Clarice Beckett – The Present Moment

“roll up your catalogue and view each picture through it. … You will be rewarded with a wonderful suggestion of light and air and sufficient detail, and finish.” So said critic Percy Leason and  fellow student of Clarice Beckett (1887- 1935), of her 1931 solo exhibition *.

Tea Gardens, c.1933, oil on canvas on pulpboard, 51.0 cm x 43.7 cm

Clarice Beckett’s work, rather like the artist herself, can be difficult to pin down. Her life story of  is the stuff to make movies of and has inspired at least one novel (Night Street, by Kristel Thornell, joint winner of the 2009 Vogel Award).  Her work only entered public collections in Australia some 35 years after her death. The vast majority of her output has been lost to both accidental and deliberate destruction. (I have included a very brief bio of her at the end of this post).

This major retrospective at the Art Gallery of South Australia features 130 works by Beckett. I believe that this is the largest exhibition of her work ever shown.

Summer Fields, Naringal, 1926, oil on board, 24.5 cm x 34.5 cm

Clarice Beckett falls under the broad rubric of an Australian Modernist artist. Her control of light and atmospheric effects is equal to that of Turner. She references Whistler in her own painting titles, is frequently compared to Corot and her colour studies (such as still remain) are a precursor of Rothko’s. That pretty much ticks the boxes for me.

Beach Scene,  c. 1932-3, oil on canvas,
52.1 cm x 62.0 cm

The subject matter of the majority of Beckett’s extant work is of Beaumaris, a bayside suburb of the city of Melbourne and the city of Melbourne itself. 

The Bus Stop, c. 1930, oil on board,
41.0 cm x 34.0 cm

It strikes me that you could easily be misled by the deliberate simplicity of the composition of the paintings.
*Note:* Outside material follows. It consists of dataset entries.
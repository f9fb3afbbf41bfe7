//! Virtual serial ports for testing without hardware.
//!
//! [`LoopbackPort::open`] behaves like a device with a loopback plug fitted:
//! TX is wired to RX, RTS to CTS, and DTR to DSR and DCD. [`LoopbackPort::pair`]
//! gives two ports joined by a null-modem cable, each one's TX feeding the
//! other's RX and its control outputs driving the other's inputs.
//!
//! Both satisfy the full port contract, including blocking reads, read
//! deadlines and close-from-another-thread. Writes never block; the virtual
//! wire buffers without limit.
//!
//! # Example
//! ```
//! use serial_stream::port::{LoopbackPort, PortBackend, PortConfig, SerialPortAdapter};
//!
//! let port = LoopbackPort::open(PortConfig::new("loop0", 9600)).unwrap();
//! port.write_bytes(b"hello").unwrap();
//!
//! let mut buffer = [0u8; 128];
//! let n = port.read_bytes(&mut buffer).unwrap();
//! assert_eq!(&buffer[..n], b"hello");
//! ```

use super::config::{PortConfig, ResolvedPortConfig};
use super::deadline::{ReadDeadline, Wait};
use super::error::PortError;
use super::traits::{io_read, io_write, LineStatus, Parity, PortBackend, SerialPortAdapter};
use parking_lot::{Condvar, Mutex};
use std::collections::VecDeque;
use std::io::{self, Read, Write};
use std::sync::atomic::{AtomicBool, Ordering};
use std::sync::Arc;
use std::time::Duration;
use tracing::{debug, trace};

#[derive(Debug, Default)]
struct WireState {
    queue: VecDeque<u8>,
    /// The receiving end was closed.
    receiver_closed: bool,
    /// The sending end was closed; the receiver drains then sees a hang-up.
    sender_closed: bool,
}

/// One direction of a virtual cable.
#[derive(Debug, Default)]
struct Wire {
    state: Mutex<WireState>,
    ready: Condvar,
}

impl Wire {
    fn update(&self, f: impl FnOnce(&mut WireState)) {
        f(&mut self.state.lock());
        self.ready.notify_all();
    }
}

/// Control outputs driven by one end of the cable.
#[derive(Debug, Default)]
struct Signals {
    dtr: AtomicBool,
    rts: AtomicBool,
}

/// In-process serial port backed by a virtual cable.
pub struct LoopbackPort {
    name: String,
    config: Mutex<ResolvedPortConfig>,
    rx: Arc<Wire>,
    tx: Arc<Wire>,
    local: Arc<Signals>,
    remote: Arc<Signals>,
    deadline: ReadDeadline,
    closed: AtomicBool,
}

impl LoopbackPort {
    /// Open two ports connected by a null-modem cable.
    pub fn pair(a: PortConfig, b: PortConfig) -> Result<(Self, Self), PortError> {
        let a = validate(a.normalize())?;
        let b = validate(b.normalize())?;

        let a_to_b = Arc::new(Wire::default());
        let b_to_a = Arc::new(Wire::default());
        let a_signals = Arc::new(Signals::default());
        let b_signals = Arc::new(Signals::default());

        debug!(a = %a.name(), b = %b.name(), "opened loopback pair");
        let first = Self::wired(a, b_to_a.clone(), a_to_b.clone(), a_signals.clone(), b_signals.clone());
        let second = Self::wired(b, a_to_b, b_to_a, b_signals, a_signals);
        Ok((first, second))
    }

    fn wired(
        config: ResolvedPortConfig,
        rx: Arc<Wire>,
        tx: Arc<Wire>,
        local: Arc<Signals>,
        remote: Arc<Signals>,
    ) -> Self {
        Self {
            name: config.name().to_string(),
            deadline: ReadDeadline::from_timeout(config.read_timeout()),
            config: Mutex::new(config),
            rx,
            tx,
            local,
            remote,
            closed: AtomicBool::new(false),
        }
    }

    /// Configuration the port is currently running with.
    pub fn config(&self) -> ResolvedPortConfig {
        self.config.lock().clone()
    }

    pub fn is_closed(&self) -> bool {
        self.closed.load(Ordering::Acquire)
    }

    fn ensure_open(&self) -> Result<(), PortError> {
        if self.is_closed() {
            Err(PortError::Closed)
        } else {
            Ok(())
        }
    }

    /// Bits of each byte that survive the configured frame size.
    fn frame_mask(&self) -> u8 {
        u8::MAX >> (8 - self.config.lock().size())
    }
}

fn validate(config: ResolvedPortConfig) -> Result<ResolvedPortConfig, PortError> {
    config.check_required()?;
    config.check_size()?;
    Ok(config)
}

impl PortBackend for LoopbackPort {
    /// Open a port whose output is wired straight back to its input.
    fn open_resolved(config: ResolvedPortConfig) -> Result<Self, PortError> {
        let config = validate(config)?;
        let wire = Arc::new(Wire::default());
        let signals = Arc::new(Signals::default());
        debug!(port = %config.name(), baud = config.baud(), "opened loopback port");
        Ok(Self::wired(config, wire.clone(), wire, signals.clone(), signals))
    }
}

impl SerialPortAdapter for LoopbackPort {
    fn name(&self) -> &str {
        &self.name
    }

    fn read_bytes(&self, buffer: &mut [u8]) -> Result<usize, PortError> {
        self.ensure_open()?;
        if buffer.is_empty() {
            return Ok(0);
        }

        let timer = self.deadline.start();
        let mut state = self.rx.state.lock();
        loop {
            if state.receiver_closed {
                return Err(PortError::Closed);
            }
            if !state.queue.is_empty() {
                let n = buffer.len().min(state.queue.len());
                for (slot, byte) in buffer.iter_mut().zip(state.queue.drain(..n)) {
                    *slot = byte;
                }
                return Ok(n);
            }
            if state.sender_closed {
                return Err(PortError::Disconnected);
            }
            match timer.wait() {
                Wait::Forever => self.rx.ready.wait(&mut state),
                Wait::For(remaining) => {
                    let _ = self.rx.ready.wait_for(&mut state, remaining);
                }
                Wait::Expired => {
                    trace!(port = %self.name, "read deadline expired");
                    return Err(timer.expired());
                }
            }
        }
    }

    fn write_bytes(&self, data: &[u8]) -> Result<usize, PortError> {
        self.ensure_open()?;
        let mask = self.frame_mask();

        let mut state = self.tx.state.lock();
        if self.is_closed() {
            return Err(PortError::Closed);
        }
        if state.receiver_closed {
            return Err(PortError::Disconnected);
        }
        state.queue.extend(data.iter().map(|byte| byte & mask));
        drop(state);

        self.tx.ready.notify_all();
        Ok(data.len())
    }

    fn close(&self) -> Result<(), PortError> {
        if self.closed.swap(true, Ordering::AcqRel) {
            return Ok(());
        }
        self.rx.update(|state| state.receiver_closed = true);
        self.tx.update(|state| state.sender_closed = true);
        self.local.dtr.store(false, Ordering::Release);
        self.local.rts.store(false, Ordering::Release);
        debug!(port = %self.name, "closed loopback port");
        Ok(())
    }

    fn set_read_deadline(&self, deadline: Duration) -> Result<(), PortError> {
        self.ensure_open()?;
        let limit = self.deadline.set(deadline);
        debug!(port = %self.name, ?limit, "read deadline updated");
        Ok(())
    }

    fn clear_buffers(&self) -> Result<(), PortError> {
        self.ensure_open()?;
        self.rx.state.lock().queue.clear();
        trace!(port = %self.name, "cleared buffers");
        Ok(())
    }

    fn status(&self) -> Result<LineStatus, PortError> {
        self.ensure_open()?;
        let dtr = self.remote.dtr.load(Ordering::Acquire);
        let rts = self.remote.rts.load(Ordering::Acquire);

        let mut status = LineStatus::empty();
        status.set(LineStatus::CLEAR_TO_SEND, rts);
        status.set(LineStatus::DATA_SET_READY, dtr);
        status.set(LineStatus::CARRIER_DETECT, dtr);
        Ok(status)
    }

    fn set_dtr(&self, level: bool) -> Result<(), PortError> {
        self.ensure_open()?;
        self.local.dtr.store(level, Ordering::Release);
        debug!(port = %self.name, level, "DTR set");
        Ok(())
    }

    fn set_rts(&self, level: bool) -> Result<(), PortError> {
        self.ensure_open()?;
        self.local.rts.store(level, Ordering::Release);
        debug!(port = %self.name, level, "RTS set");
        Ok(())
    }

    fn set_parity(&self, parity: Parity) -> Result<(), PortError> {
        self.ensure_open()?;
        self.config.lock().set_parity(parity);
        debug!(port = %self.name, %parity, "parity changed");
        Ok(())
    }

    fn bytes_to_read(&self) -> Option<usize> {
        Some(self.rx.state.lock().queue.len())
    }

    fn bytes_to_write(&self) -> Option<usize> {
        // Bytes land on the far side as soon as they are written.
        Some(0)
    }
}

impl Drop for LoopbackPort {
    fn drop(&mut self) {
        let _ = self.close();
    }
}

impl Read for &LoopbackPort {
    fn read(&mut self, buf: &mut [u8]) -> io::Result<usize> {
        io_read(*self, buf)
    }
}

impl Read for LoopbackPort {
    fn read(&mut self, buf: &mut [u8]) -> io::Result<usize> {
        io_read(self, buf)
    }
}

impl Write for &LoopbackPort {
    fn write(&mut self, buf: &[u8]) -> io::Result<usize> {
        io_write(*self, buf)
    }

    fn flush(&mut self) -> io::Result<()> {
        Ok(())
    }
}

impl Write for LoopbackPort {
    fn write(&mut self, buf: &[u8]) -> io::Result<usize> {
        io_write(self, buf)
    }

    fn flush(&mut self) -> io::Result<()> {
        Ok(())
    }
}

impl std::fmt::Debug for LoopbackPort {
    fn fmt(&self, f: &mut std::fmt::Formatter<'_>) -> std::fmt::Result {
        f.debug_struct("LoopbackPort")
            .field("name", &self.name)
            .field("available_bytes", &self.bytes_to_read())
            .field("closed", &self.is_closed())
            .finish()
    }
}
Beckett’s  approach was a “technique of applying broad areas of finely graded tones produces an image that is slow to come to life”.*  While there is weight in the subject matter, this approach allows the focus of her painting to be on the light effects she observes.

Wet Sand, Anglesea, 1929, oil on board,
29.3 cm x 39.0 cm

In many works the subject matter is almost an abstracted form, such as Passing Trams, c 1931 and in others, such as Wet Night, Brighton, 1930, an exercise in geometry, and yet there is such intensity in her focus that the results transcend such easy charaterisations.

Passing Trams, c. 1931, oil on board,
48.6 cm x 44.2 cm
Wet Night, Brighton, 1930, oil on board,
26.6 cm x 38.0cm

Beckett made most of her paintings on location. She wheeled her hand cart with her supplies, walking around a 5 km radius of her house, or travelling into the city. Her paintings are quite small by today’s art extravaganzas, often no more than A3 size, so the intensity of her work is all the more focussed into these small works. I am apologetic as these photographs barely do justice to the intensity of the paint surface. I will share with you some detail shots so hopefully this may become a bit more apparent.

Dusk, c. 1928, oil on canvas on board, detail, 37.5 x 45.5 cm
Taxi Rank, c. 1931, oil on canvas on cardboard, detail, 58.5 x 51.0 cm

Per usual I took as many painting notes inside the exhibition as time permitted, alas never as much time as I would like. I also did some further studies of her work from the exhibition catalogue.

A page from my gallery sketchbook, focussed on Beckett’s use of high toned pink highlights.
A page from my gallery sketchbook. Looking at Beckett’s compositions.

Clarice Beckett: The Present Moment is currently on show in Adelaide at the Art Gallery of South Australia. The exhibition runs until 16 May 2021. The exhibition is ticketed, but there are no timed entry requirements.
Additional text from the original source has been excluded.